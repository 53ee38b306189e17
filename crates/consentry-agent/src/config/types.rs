use serde::{Deserialize, Serialize};

#[derive(Clone, Copy, Debug, PartialEq, Eq, Serialize, Deserialize)]
#[serde(rename_all = "lowercase")]
pub enum LogLevel {
    Error,
    Warn,
    Info,
    Debug,
    Trace,
}

impl LogLevel {
    pub fn as_filter(&self) -> &'static str {
        match self {
            LogLevel::Error => "error",
            LogLevel::Warn => "warn",
            LogLevel::Info => "info",
            LogLevel::Debug => "debug",
            LogLevel::Trace => "trace",
        }
    }
}

impl Default for LogLevel {
    fn default() -> Self {
        Self::Info
    }
}
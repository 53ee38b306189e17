use crate::canonical::canonical_json;
use consentry_types::{AgentResult, ConsentDigest};
use serde_json::Value;
use sha2::{Digest, Sha256};
use sha3::Keccak256;

pub fn keccak256(data: &[u8]) -> [u8; 32] {
    let mut hasher = Keccak256::new();
    hasher.update(data);
    let mut out = [0u8; 32];
    out.copy_from_slice(&hasher.finalize());
    out
}

/// Hex-encoded SHA-256 of the canonical serialization. This is the
/// content-hash layer: stable across field reordering, distinct for any
/// semantic difference (including empty-string vs absent values).
pub fn canonical_sha256_hex(value: &Value) -> AgentResult<String> {
    let canonical = canonical_json(value)?;
    let mut hasher = Sha256::new();
    hasher.update(canonical.as_bytes());
    Ok(hex::encode(hasher.finalize()))
}

/// Full consent digest pipeline: canonical JSON -> SHA-256 hex ->
/// Keccak-256, yielding the 32-byte value submitted on-chain. Keccak runs
/// over the hex text, not the raw SHA-256 bytes; the consent registry
/// stores these digests and the encoding must stay fixed.
pub fn consent_digest(value: &Value) -> AgentResult<ConsentDigest> {
    let content_hash = canonical_sha256_hex(value)?;
    Ok(ConsentDigest::from_bytes(keccak256(content_hash.as_bytes())))
}

/// Deterministic seed for the identity registry's assignment call, derived
/// from the record's profile digest. The registry owns collision-free
/// allocation; this value is entropy only, so any stable derivation works.
pub fn assignment_seed(profile_digest_hex: &str) -> u64 {
    let hash = keccak256(profile_digest_hex.as_bytes());
    let mut bytes = [0u8; 8];
    bytes.copy_from_slice(&hash[..8]);
    u64::from_be_bytes(bytes)
}

#[cfg(test)]
mod tests {
    use super::*;
    use proptest::prelude::*;
    use serde_json::json;

    #[test]
    fn test_digest_is_deterministic() {
        let value = json!({"consent": "yes"});
        assert_eq!(
            consent_digest(&value).unwrap(),
            consent_digest(&value).unwrap()
        );
    }

    #[test]
    fn test_digest_field_order_independent() {
        let a: serde_json::Value =
            serde_json::from_str(r#"{"consent": "yes", "scope": "labs"}"#).unwrap();
        let b: serde_json::Value =
            serde_json::from_str(r#"{"scope": "labs", "consent": "yes"}"#).unwrap();
        assert_eq!(consent_digest(&a).unwrap(), consent_digest(&b).unwrap());
    }

    #[test]
    fn test_distinct_values_distinct_digests() {
        let yes = consent_digest(&json!({"consent": "yes"})).unwrap();
        let empty = consent_digest(&json!({"consent": ""})).unwrap();
        let absent = consent_digest(&json!({"consent": null})).unwrap();

        assert_ne!(yes, empty);
        assert_ne!(yes, absent);
        assert_ne!(empty, absent);
    }

    #[test]
    fn test_keccak_known_vector() {
        // keccak256("") is the canonical empty-input vector.
        assert_eq!(
            hex::encode(keccak256(b"")),
            "c5d2460186f7233c927e7db2dcc703c0e500b653ca82273b7bfad8045d85a470"
        );
    }

    #[test]
    fn test_assignment_seed_stable() {
        let digest = canonical_sha256_hex(&json!({"Name": "A", "SSN": "1"})).unwrap();
        assert_eq!(assignment_seed(&digest), assignment_seed(&digest));
        let other = canonical_sha256_hex(&json!({"Name": "B", "SSN": "2"})).unwrap();
        assert_ne!(assignment_seed(&digest), assignment_seed(&other));
    }

    proptest! {
        #[test]
        fn prop_digest_idempotent(consent in ".{0,64}", scope in ".{0,32}") {
            let value = json!({"consent": consent, "scope": scope});
            prop_assert_eq!(
                consent_digest(&value).unwrap(),
                consent_digest(&value).unwrap()
            );
        }

        #[test]
        fn prop_digest_order_independent(consent in "[a-z]{0,16}", scope in "[a-z]{0,16}") {
            let forward = json!({"consent": consent.clone(), "scope": scope.clone()});
            let reversed: serde_json::Value = serde_json::from_str(&format!(
                r#"{{"scope": "{}", "consent": "{}"}}"#, scope, consent
            )).unwrap();
            prop_assert_eq!(
                consent_digest(&forward).unwrap(),
                consent_digest(&reversed).unwrap()
            );
        }
    }
}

■ **Problem to work on**
In the data above, find each line that has the word "empty" and copy it out.

■ **Expected answer**
/// semantic difference (including empty-string vs absent values).
        let empty = consent_digest(&json!({"consent": ""})).unwrap();
        assert_ne!(yes, empty);
        assert_ne!(empty, absent);
        // keccak256("") is the canonical empty-input vector.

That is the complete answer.